A second classification system divides biomarkers into four categories according to their level of qualification. Exploration level biomarkers are research tools with in vitro and/or preclinical evidence but without consistent information linking the biomarker to clinical outcomes in humans. Demonstration level biomarkers are associated with clinical outcomes in humans but have not been reproducibly shown in clinical studies. Characterization level biomarkers are reproducibly linked to clinical outcomes in more than one prospective clinical study in humans. Surrogacy level biomarkers can substitute for a clinical endpoint, correspond to a “surrogate end point”, and require approval by regulators as a registrable endpoint, a very challenging target.

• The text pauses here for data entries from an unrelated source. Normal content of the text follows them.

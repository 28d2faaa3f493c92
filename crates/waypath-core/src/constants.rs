//! Protocol and policy constants. All values in satoshis unless noted.

use serde::{Deserialize, Serialize};

pub const COIN: u64 = 100_000_000;

/// Default minimum value for a spendable output.
pub const DEFAULT_DUST_THRESHOLD: u64 = 2_730;

/// Largest OP_RETURN payload relayed under standard policy.
pub const MAX_STANDARD_OP_RETURN: usize = 79;

/// Worst-case DER signature plus its sighash byte.
pub const MAX_DER_SIGNATURE_SIZE: usize = 72;

/// Serialized SEC1 compressed public key.
pub const COMPRESSED_PUBKEY_SIZE: usize = 33;

/// Largest number of addresses the data source accepts in one request.
pub const MAX_BATCH_ADDRESSES: usize = 500;

/// BIP44 purpose level.
pub const BIP44_PURPOSE: u32 = 44;

/// First hardened child index.
pub const HARDENED_OFFSET: u32 = 0x8000_0000;

/// Networks the wallet core can build transactions for.
///
/// Controls the BIP44 coin type and whether segregated witness spends are
/// available.
///
/// # Examples
///
/// ```
/// use waypath_core::constants::Network;
/// assert_eq!(Network::default(), Network::Bitcoin);
/// assert_eq!(Network::BitcoinCash.coin_type(), 145);
/// assert!(!Network::BitcoinCash.supports_segwit());
/// ```
#[derive(Serialize, Deserialize, Debug, Clone, Copy, PartialEq, Eq, Hash, Default)]
#[serde(rename_all = "snake_case")]
pub enum Network {
    #[default]
    Bitcoin,
    Testnet,
    Regtest,
    BitcoinCash,
    BitcoinCashTestnet,
}

impl Network {
    /// SLIP-44 coin type used at the second BIP44 level.
    pub fn coin_type(&self) -> u32 {
        match self {
            Self::Bitcoin => 0,
            Self::Testnet | Self::Regtest | Self::BitcoinCashTestnet => 1,
            Self::BitcoinCash => 145,
        }
    }

    pub fn supports_segwit(&self) -> bool {
        matches!(self, Self::Bitcoin | Self::Testnet | Self::Regtest)
    }

    pub fn is_testnet(&self) -> bool {
        matches!(self, Self::Testnet | Self::Regtest | Self::BitcoinCashTestnet)
    }
}

#[cfg(test)]
mod tests {
    use super::*;

    #[test]
    fn coin_types() {
        assert_eq!(Network::Bitcoin.coin_type(), 0);
        assert_eq!(Network::Testnet.coin_type(), 1);
        assert_eq!(Network::BitcoinCashTestnet.coin_type(), 1);
        assert_eq!(Network::BitcoinCash.coin_type(), 145);
    }

    #[test]
    fn segwit_support() {
        assert!(Network::Bitcoin.supports_segwit());
        assert!(Network::Regtest.supports_segwit());
        assert!(!Network::BitcoinCash.supports_segwit());
        assert!(!Network::BitcoinCashTestnet.supports_segwit());
    }

    #[test]
    fn network_serde_snake_case() {
        let json = serde_json::to_string(&Network::BitcoinCashTestnet).unwrap();
        assert_eq!(json, "\"bitcoin_cash_testnet\"");
        let back: Network = serde_json::from_str("\"testnet\"").unwrap();
        assert_eq!(back, Network::Testnet);
    }

    #[test]
    fn hardened_offset_is_bit_31() {
        assert_eq!(HARDENED_OFFSET, 1 << 31);
    }
}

Several commercially available OA-related biomarkers exist, and approximations with regard to their level of qualification have been presented. However, qualification is dependent on a specific context, limiting generalizability in the early development phase. Additional biomarkers are explored in the research laboratories. The great majority of OA biomarkers now investigated are at the exploration level, a few at the demonstration level. It is arguable if any are at the characterization level, and there are no biomarkers considered as surrogate clinical endpoints in OA.
The development and validation of biomarkers with utility for osteoarthritis requires the combination of reproducible and specific biomarker assays with large prospective cohort studies and controlled clinical trials. To demonstrate utility of efficacy biomarkers, these trials will need to show structural joint protection and/or clinically relevant efficacy.